**ASSIGNMENT**
The number of lines below holding the string "entries" is the only answer wanted.

--

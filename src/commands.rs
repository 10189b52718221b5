// Command implementations for the maintenance binary.
// Each writes its human-readable output to the given writer.

use std::fs;
use std::io::Write;
use std::path::Path;
use std::time::Duration;

use image::GenericImageView;
use tracing::info;

use crate::cache::{ImageCache, PurgeReport, hash_key};
use crate::codec::EncodingConfig;
use crate::error::Result;

/// Store `file` under `key`, raw or re-encoded.
pub fn put(
    cache: &ImageCache,
    key: &str,
    file: &Path,
    encoding: Option<EncodingConfig>,
    out: &mut impl Write,
) -> Result<()> {
    let bytes = fs::read(file)?;

    match encoding {
        Some(config) => {
            let value = image::load_from_memory(&bytes)?;
            cache.try_put(key, &value, &config)?;
            writeln!(
                out,
                "{} ({} {}x{})",
                hash_key(key),
                config.format,
                value.width(),
                value.height()
            )?;
        }
        None => {
            cache.try_put_bytes(key, &bytes)?;
            writeln!(out, "{} ({} bytes)", hash_key(key), bytes.len())?;
        }
    }

    Ok(())
}

/// Decode `key` within bounds. Returns false on a cache miss.
pub fn get(
    cache: &ImageCache,
    key: &str,
    max_width: u32,
    max_height: u32,
    output: Option<&Path>,
    out: &mut impl Write,
) -> Result<bool> {
    let Some(value) = cache.get(key, max_width, max_height) else {
        writeln!(out, "miss")?;
        return Ok(false);
    };

    let (width, height) = value.dimensions();
    match output {
        Some(path) => {
            value.save(path)?;
            writeln!(out, "{}x{} -> {}", width, height, path.display())?;
        }
        None => writeln!(out, "{}x{}", width, height)?,
    }

    Ok(true)
}

/// Purge entries older than `max_age`.
pub fn purge(cache: &ImageCache, max_age: Duration, out: &mut impl Write) -> Result<PurgeReport> {
    info!(max_age = %humantime::format_duration(max_age), dir = ?cache.store().dir(), "Purging cache");
    let report = cache.reaper().purge_older_than_age(max_age);

    writeln!(
        out,
        "Scanned {}, deleted {} ({} bytes), failed {}",
        report.scanned, report.deleted, report.reclaimed_bytes, report.failed
    )?;
    Ok(report)
}

/// List entries, most recently used first. Returns the entry count.
pub fn list(cache: &ImageCache, json: bool, out: &mut impl Write) -> Result<usize> {
    let mut entries = cache.store().list_entries()?;
    entries.sort_by(|a, b| b.last_modified.cmp(&a.last_modified).then(a.name.cmp(&b.name)));

    if json {
        serde_json::to_writer_pretty(&mut *out, &entries)?;
        writeln!(out)?;
    } else {
        for entry in &entries {
            writeln!(
                out,
                "{}  {:>10}  {}",
                entry.name,
                entry.size,
                entry.last_modified.format("%Y-%m-%d %H:%M:%S")
            )?;
        }
    }

    Ok(entries.len())
}

pub fn hash(key: &str, out: &mut impl Write) -> Result<()> {
    writeln!(out, "{}", hash_key(key))?;
    Ok(())
}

--

**REPLY TO THE TASK**
7